Scenario: A technology company is creating a consumer electronics solution that involves hardware, software and web components. Three separate teams, located in different parts of the company’s facility, create three platforms. Each platform has its own development team, its own Program Manager and its own Project Manager. There are no clear and distinct processes for integrating these three elements until the final stages of the project.
Almost without exception, we find that technology companies are organized around functions and people have a fierce loyalty to their discipline. People live within their own functional world and only occasionally appear at a cross-functional meeting to discuss product delivery. Technology companies tend to have cultures that place functional allegiance above cross-functional delivery.
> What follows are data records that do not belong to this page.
//! Content units and their lifecycle vocabulary.

use std::fmt;

use chrono::{DateTime, Utc};
use coursegen_protocol::{
    ChangeType, Coordinates, LineSpan, MaterialKind, TargetedChangePayload, UnitKind,
};
use serde::{Deserialize, Serialize};
use uuid::Uuid;

/// Stable identifier of a content unit, unique within a session.
#[derive(Debug, Clone, PartialEq, Eq, Hash, PartialOrd, Ord, Serialize, Deserialize)]
#[serde(transparent)]
pub struct UnitId(String);

impl UnitId {
    /// Allocate a fresh id for a unit created by the engine.
    pub fn generate() -> Self {
        Self(Uuid::new_v4().to_string())
    }

    pub fn as_str(&self) -> &str {
        &self.0
    }
}

impl From<String> for UnitId {
    fn from(value: String) -> Self {
        Self(value)
    }
}

impl From<&str> for UnitId {
    fn from(value: &str) -> Self {
        Self(value.to_string())
    }
}

impl fmt::Display for UnitId {
    fn fmt(&self, f: &mut fmt::Formatter<'_>) -> fmt::Result {
        f.write_str(&self.0)
    }
}

/// Lifecycle status of a content unit.
///
/// ```text
/// pending ──► generating ──► streaming ──► complete
///    │             │              │
///    └─────────────┴──────┬───────┘
///                         ▼
///                 error / cancelled
/// ```
#[derive(Debug, Clone, Copy, PartialEq, Eq, Hash, Serialize, Deserialize)]
#[serde(rename_all = "snake_case")]
pub enum UnitStatus {
    Pending,
    Generating,
    Streaming,
    Complete,
    Error,
    Cancelled,
}

impl UnitStatus {
    /// Terminal statuses accept no further events.
    pub fn is_terminal(&self) -> bool {
        matches!(self, Self::Complete | Self::Error | Self::Cancelled)
    }

    pub fn is_in_progress(&self) -> bool {
        !self.is_terminal()
    }

    /// Whether the forward-only state machine allows moving to `next`.
    pub fn can_transition_to(&self, next: UnitStatus) -> bool {
        use UnitStatus::*;
        match (self, next) {
            (a, b) if *a == b => a.is_in_progress(),
            (Pending, Generating | Error | Cancelled) => true,
            (Generating, Streaming | Complete | Error | Cancelled) => true,
            (Streaming, Complete | Error | Cancelled) => true,
            _ => false,
        }
    }

    pub fn label(&self) -> &'static str {
        match self {
            Self::Pending => "pending",
            Self::Generating => "generating",
            Self::Streaming => "streaming",
            Self::Complete => "complete",
            Self::Error => "error",
            Self::Cancelled => "cancelled",
        }
    }
}

impl fmt::Display for UnitStatus {
    fn fmt(&self, f: &mut fmt::Formatter<'_>) -> fmt::Result {
        f.write_str(self.label())
    }
}

/// What an orchestration run does to its unit.
#[derive(Debug, Clone, Copy, Default, PartialEq, Eq, Serialize, Deserialize)]
#[serde(rename_all = "snake_case")]
pub enum RunKind {
    /// Stream fresh content into the unit.
    #[default]
    Generate,

    /// Stream a proposal; committed content stays untouched until approval.
    Modify,
}

/// Bookkeeping for the run currently owning a unit.
#[derive(Debug, Clone, Default, PartialEq, Serialize, Deserialize)]
pub struct RunState {
    /// Run id; 0 means no run has started yet.
    pub id: u64,

    pub kind: RunKind,

    /// Highest sequence number applied in this run.
    pub last_seq: u64,

    /// Text streamed by a modify run.
    #[serde(skip_serializing_if = "String::is_empty", default)]
    pub draft: String,
}

impl RunState {
    pub fn new(id: u64, kind: RunKind) -> Self {
        Self {
            id,
            kind,
            last_seq: 0,
            draft: String::new(),
        }
    }
}

/// Last progress report received for a unit.
#[derive(Debug, Clone, Default, PartialEq, Serialize, Deserialize)]
pub struct Progress {
    pub message: Option<String>,
    pub percent: Option<f32>,
}

/// A proposed modification of a unit's content.
#[derive(Debug, Clone, PartialEq, Serialize, Deserialize)]
pub struct TargetedChange {
    pub change_type: ChangeType,
    pub target_excerpt: String,
    pub replacement_excerpt: String,
    pub description: String,
    pub location: Option<LineSpan>,

    /// Whether the target was found and the change folded into the proposal.
    pub applied: bool,
}

impl From<TargetedChangePayload> for TargetedChange {
    fn from(payload: TargetedChangePayload) -> Self {
        Self {
            change_type: payload.change_type,
            target_excerpt: payload.target,
            replacement_excerpt: payload.replacement,
            description: payload.description,
            location: payload.coordinates,
            applied: false,
        }
    }
}

/// Author decision on a pending change.
#[derive(Debug, Clone, Copy, PartialEq, Eq, Serialize, Deserialize)]
#[serde(rename_all = "snake_case")]
pub enum DecisionStatus {
    AwaitingApproval,
    Approved,
    Rejected,
}

/// The proposal assembled by one modify run.
#[derive(Debug, Clone, PartialEq, Serialize, Deserialize)]
pub struct PendingChange {
    /// Changes in the order the backend emitted them.
    pub changes: Vec<TargetedChange>,

    /// Committed content when the proposal was created.
    pub base_content: String,

    /// Content the unit will have once approved.
    pub proposed_content: String,

    pub decision_status: DecisionStatus,
}

impl PendingChange {
    pub fn new(base_content: impl Into<String>) -> Self {
        let base_content = base_content.into();
        Self {
            changes: Vec::new(),
            proposed_content: base_content.clone(),
            base_content,
            decision_status: DecisionStatus::AwaitingApproval,
        }
    }

    pub fn is_awaiting(&self) -> bool {
        self.decision_status == DecisionStatus::AwaitingApproval
    }

    /// Human-readable summary of every change in the proposal.
    pub fn description(&self) -> String {
        self.changes
            .iter()
            .map(|c| c.description.as_str())
            .filter(|d| !d.is_empty())
            .collect::<Vec<_>>()
            .join("; ")
    }
}

/// One generated artifact (material) or grouping folder.
#[derive(Debug, Clone, PartialEq, Serialize, Deserialize)]
pub struct ContentUnit {
    pub id: UnitId,
    pub kind: UnitKind,

    /// Material kind; `None` for folders.
    pub material_kind: Option<MaterialKind>,

    pub coordinates: Coordinates,
    pub title: Option<String>,
    pub status: UnitStatus,
    pub content: String,
    pub pending_change: Option<PendingChange>,
    pub progress: Option<Progress>,
    pub error: Option<String>,
    pub run: RunState,
    pub created_at: DateTime<Utc>,
    pub updated_at: DateTime<Utc>,
}

impl ContentUnit {
    fn new(kind: UnitKind, material_kind: Option<MaterialKind>, coordinates: Coordinates) -> Self {
        let now = Utc::now();
        Self {
            id: UnitId::generate(),
            kind,
            material_kind,
            coordinates,
            title: None,
            status: UnitStatus::Pending,
            content: String::new(),
            pending_change: None,
            progress: None,
            error: None,
            run: RunState::default(),
            created_at: now,
            updated_at: now,
        }
    }

    /// A new material awaiting generation.
    pub fn material(material_kind: MaterialKind, coordinates: Coordinates) -> Self {
        Self::new(UnitKind::File, Some(material_kind), coordinates)
    }

    /// A new module or chapter folder awaiting generation.
    pub fn folder(coordinates: Coordinates) -> Self {
        Self::new(UnitKind::Folder, None, coordinates)
    }

    pub fn with_id(mut self, id: impl Into<UnitId>) -> Self {
        self.id = id.into();
        self
    }

    pub fn with_title(mut self, title: impl Into<String>) -> Self {
        self.title = Some(title.into());
        self
    }

    /// Mark the unit as finished with the given content, as for units
    /// hydrated from persistence.
    pub fn completed(mut self, content: impl Into<String>) -> Self {
        self.content = content.into();
        self.status = UnitStatus::Complete;
        self
    }

    pub fn is_folder(&self) -> bool {
        self.kind == UnitKind::Folder
    }

    pub fn is_assessment(&self) -> bool {
        self.material_kind.is_some_and(|k| k.is_assessment())
    }

    /// Whether a proposal is waiting for the author's decision.
    pub fn is_awaiting_approval(&self) -> bool {
        self.pending_change
            .as_ref()
            .is_some_and(PendingChange::is_awaiting)
    }

    /// Whether an orchestration run currently owns the unit.
    pub fn is_running(&self) -> bool {
        self.run.id != 0 && self.status.is_in_progress()
    }

    /// The module/chapter/slide slot the unit occupies once complete.
    ///
    /// Only placed materials with a slide number occupy a slot.
    pub fn slot(&self) -> Option<(u32, u32, u32)> {
        if self.is_folder() {
            return None;
        }
        let c = self.coordinates;
        Some((c.module_number, c.chapter_number?, c.slide_number?))
    }

    /// Display label for tree views.
    pub fn display_title(&self) -> String {
        if let Some(title) = self.title.as_deref().filter(|t| !t.trim().is_empty()) {
            return title.to_string();
        }

        let c = self.coordinates;
        match (self.kind, self.material_kind) {
            (UnitKind::Folder, _) => match c.chapter_number {
                Some(chapter) => format!("Chapter {chapter}"),
                None => format!("Module {}", c.module_number),
            },
            (UnitKind::File, Some(MaterialKind::Slide)) => match c.slide_number {
                Some(slide) => format!("Slide {slide}"),
                None => "Slide".to_string(),
            },
            (UnitKind::File, Some(kind)) => {
                let label = kind.label();
                let mut chars = label.chars();
                match chars.next() {
                    Some(first) => first.to_uppercase().chain(chars).collect(),
                    None => String::new(),
                }
            }
            (UnitKind::File, None) => "Material".to_string(),
        }
    }
}
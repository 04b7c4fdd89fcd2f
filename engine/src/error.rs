//! Error types for the generation engine.

use thiserror::Error;

use crate::unit::{UnitId, UnitStatus};

/// Result type alias for engine operations.
pub type Result<T> = std::result::Result<T, EngineError>;

/// Errors returned synchronously by engine operations.
///
/// Stream failures never show up here: they end up as the affected unit's
/// `error` status instead.
#[derive(Error, Debug)]
pub enum EngineError {
    /// No unit with this id is known to the store.
    #[error("content unit not found: {0}")]
    UnitNotFound(UnitId),

    /// A unit with this id already exists.
    #[error("content unit already exists: {0}")]
    DuplicateUnit(UnitId),

    /// The unit has a change awaiting the author's decision.
    #[error("content unit {0} has a change awaiting approval")]
    DecisionConflict(UnitId),

    /// Approve/reject was requested for a unit without a proposal.
    #[error("content unit {0} has no pending change")]
    NoPendingChange(UnitId),

    /// An orchestration run is still active for the unit.
    #[error("content unit {0} is still being generated")]
    RunInProgress(UnitId),

    /// The operation is not valid in the unit's current status.
    #[error("cannot {operation} content unit {id} in status {status}")]
    InvalidState {
        id: UnitId,
        status: UnitStatus,
        operation: &'static str,
    },

    /// Backend or repository failure.
    #[error("backend error: {0}")]
    Backend(#[from] BackendError),

    /// Configuration error.
    #[error("configuration error: {0}")]
    Config(String),

    /// Configuration file could not be parsed.
    #[error("invalid configuration file: {0}")]
    ConfigParse(#[from] toml::de::Error),

    /// Serialization/deserialization error.
    #[error("serialization error: {0}")]
    Serialization(#[from] serde_json::Error),

    /// IO error.
    #[error("io error: {0}")]
    Io(#[from] std::io::Error),
}

/// Errors talking to the generation backend or the course repository.
#[derive(Error, Debug)]
pub enum BackendError {
    /// HTTP transport error.
    #[error("http error: {0}")]
    Http(#[from] reqwest::Error),

    /// The server answered with a non-success status.
    #[error("request failed with status {status}: {message}")]
    Status { status: u16, message: String },

    /// No response or chunk arrived within the idle timeout.
    #[error("no data received for {0:?}")]
    Timeout(std::time::Duration),

    /// The byte stream failed for another reason.
    #[error("stream error: {0}")]
    Stream(String),

    /// Invalid response body.
    #[error("invalid response: {0}")]
    InvalidResponse(String),
}
/// What to generate.
#[derive(Debug, Clone, PartialEq, Serialize, Deserialize)]
pub struct GenerateSpec {
    /// Id for the new unit; allocated when absent.
    #[serde(default)]
    pub id: Option<UnitId>,

    #[serde(default)]
    pub kind: UnitKind,

    #[serde(default)]
    pub material_kind: Option<MaterialKind>,

    pub coordinates: Coordinates,

    #[serde(default)]
    pub title: Option<String>,

    /// Backend-specific generation parameters.
    #[serde(default)]
    pub parameters: Value,
}

impl GenerateSpec {
    pub fn material(material_kind: MaterialKind, coordinates: Coordinates) -> Self {
        Self {
            id: None,
            kind: UnitKind::File,
            material_kind: Some(material_kind),
            coordinates,
            title: None,
            parameters: Value::Null,
        }
    }

    pub fn folder(coordinates: Coordinates) -> Self {
        Self {
            id: None,
            kind: UnitKind::Folder,
            material_kind: None,
            coordinates,
            title: None,
            parameters: Value::Null,
        }
    }

    pub fn with_id(mut self, id: impl Into<UnitId>) -> Self {
        self.id = Some(id.into());
        self
    }

    pub fn with_title(mut self, title: impl Into<String>) -> Self {
        self.title = Some(title.into());
        self
    }

    pub fn with_parameters(mut self, parameters: Value) -> Self {
        self.parameters = parameters;
        self
    }

    fn into_unit(self) -> (ContentUnit, Value) {
        let unit = match (self.kind, self.material_kind) {
            (UnitKind::File, Some(kind)) => ContentUnit::material(kind, self.coordinates),
            (UnitKind::File, None) => {
                ContentUnit::material(MaterialKind::Slide, self.coordinates)
            }
            (UnitKind::Folder, _) => ContentUnit::folder(self.coordinates),
        };
        let unit = match self.id {
            Some(id) => unit.with_id(id),
            None => unit,
        };
        let unit = match self.title {
            Some(title) => unit.with_title(title),
            None => unit,
        };
        (unit, self.parameters)
    }
}

/// Result of processing one dispatch.
#[derive(Debug, Clone, PartialEq, Eq)]
pub enum Update {
    /// An event changed the unit.
    Changed { unit_id: UnitId, status: UnitStatus },

    /// The dispatch was dropped: cancelled handle, stale run, duplicate or
    /// no-op event.
    Discarded { unit_id: UnitId },

    /// An orchestrator finished. `changed` is set when the run had not
    /// reached a terminal state and was failed on close.
    Closed { unit_id: UnitId, changed: bool },
}

impl Update {
    pub fn unit_id(&self) -> &UnitId {
        match self {
            Self::Changed { unit_id, .. }
            | Self::Discarded { unit_id }
            | Self::Closed { unit_id, .. } => unit_id,
        }
    }

    /// Whether the tree needs to be re-rendered.
    pub fn changed(&self) -> bool {
        matches!(
            self,
            Self::Changed { .. } | Self::Closed { changed: true, .. }
        )
    }
}

/// Composes the store, the reconciler and the orchestrators.
pub struct GenerationManager {
    store: ContentUnitStore,
    reconciler: TreeReconciler,
    ctx: OrchestratorContext,
    dispatch_rx: mpsc::Receiver<Dispatch>,
    handles: HashMap<HandleId, OrchestratorHandle>,
    active: HashMap<UnitId, HandleId>,
    requests: HashMap<UnitId, GenerationRequest>,
    next_handle: u64,
    course_id: Option<String>,
    repository: Option<Arc<dyn CourseRepository>>,
}
//! Outgoing messages and the task writing them to the client.

use serde::Serialize;
use tokio::io::{AsyncWrite, AsyncWriteExt};
use tokio::sync::mpsc;
use tokio::task::JoinHandle;
use tracing::{debug, warn};

use crate::protocol::{ErrorBody, OutgoingMessage, RequestId, ServerNotification};

/// Capacity of the queue between handlers and the writer task.
const OUTGOING_CAPACITY: usize = 128;

/// Cloneable handle used to queue messages for the client.
#[derive(Debug, Clone)]
pub struct OutgoingMessageSender {
    tx: mpsc::Sender<OutgoingMessage>,
}

impl OutgoingMessageSender {
    pub fn new(tx: mpsc::Sender<OutgoingMessage>) -> Self {
        Self { tx }
    }

    pub async fn send_response<T: Serialize>(&self, id: RequestId, result: T) {
        match serde_json::to_value(result) {
            Ok(result) => self.send(OutgoingMessage::Response { id, result }).await,
            Err(e) => {
                warn!("Failed to serialize response: {e}");
                self.send_error(
                    Some(id),
                    ErrorBody {
                        code: crate::protocol::INTERNAL_ERROR,
                        message: e.to_string(),
                    },
                )
                .await;
            }
        }
    }

    pub async fn send_error(&self, id: Option<RequestId>, error: ErrorBody) {
        self.send(OutgoingMessage::Error { id, error }).await;
    }

    pub async fn send_server_notification(&self, notification: ServerNotification) {
        self.send(OutgoingMessage::Notification(notification)).await;
    }

    async fn send(&self, message: OutgoingMessage) {
        if self.tx.send(message).await.is_err() {
            warn!("Outgoing channel closed; dropping message");
        }
    }
}

/// Spawn the task that serializes queued messages as JSON lines.
///
/// The task ends once every sender is dropped and the queue is drained.
pub fn spawn_writer<W>(mut writer: W) -> (OutgoingMessageSender, JoinHandle<std::io::Result<()>>)
where
    W: AsyncWrite + Unpin + Send + 'static,
{
    let (tx, mut rx) = mpsc::channel::<OutgoingMessage>(OUTGOING_CAPACITY);
    let task = tokio::spawn(async move {
        while let Some(message) = rx.recv().await {
            let mut line = match serde_json::to_vec(&message) {
                Ok(line) => line,
                Err(e) => {
                    warn!("Failed to serialize outgoing message: {e}");
                    continue;
                }
            };
            line.push(b'\n');
            writer.write_all(&line).await?;
            writer.flush().await?;
        }
        debug!("Outgoing writer finished");
        Ok(())
    });
    (OutgoingMessageSender::new(tx), task)
}

#[cfg(test)]
mod tests {
    use super::*;
    use pretty_assertions::assert_eq;
    use serde_json::json;
    use tokio::io::AsyncReadExt;

    #[tokio::test]
    async fn test_writes_one_json_object_per_line() {
        let (client, server) = tokio::io::duplex(1024);
        let (sender, task) = spawn_writer(server);

        sender
            .send_response(RequestId::Integer(1), json!({"ok": true}))
            .await;
        sender
            .send_error(
                None,
                ErrorBody {
                    code: -32700,
                    message: "bad json".to_string(),
                },
            )
            .await;
        drop(sender);
        task.await.unwrap().unwrap();

        let mut output = String::new();
        let mut client = client;
        client.read_to_string(&mut output).await.unwrap();
        let lines: Vec<serde_json::Value> = output
            .lines()
            .map(|l| serde_json::from_str(l).unwrap())
            .collect();
        assert_eq!(
            lines,
            vec![
                json!({"id": 1, "result": {"ok": true}}),
                json!({"id": null, "error": {"code": -32700, "message": "bad json"}}),
            ]
        );
    }
}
For decades companies have heard about the need to break through the stovepipes, and about “flatter” organizations. However, the complexity of today’s multi-platform products has increased the tendency of organizations to divide into stovepipes, and these fiefdoms jealously defend their turf. Companies become preoccupied with internal issues and lose track of customers.
When three separate teams execute projects in parallel, they inevitably run into problems that could have been avoided had they looked at the product they were creating from the customer’s perspective, as an integrated whole rather than as a collection of components. This disconnected, disintegrated approach to product development creates delays, rework, waste and frustration when the teams need to integrate on the back end.
Typically, hardware managers become frustrated since their teams have the longest lead times, as well as milestones that require risk builds. Hardware managers often face negative feedback because their teams are not as adaptive or responsive to change as their software or web colleagues. In short, Hardware teams appear to be less agile than their counterparts in Software.
The brute fact is that customers don’t care about internal structures or internal differences. Teams that want to deliver excellent multi-platform products need to focus on what customers care about the most. The customer-driven approach is for all three teams to contribute to prototypes that resemble the end product that the customer is going to use. The cross-functional product development process should focus on the customer rather than on mirroring the company’s structure.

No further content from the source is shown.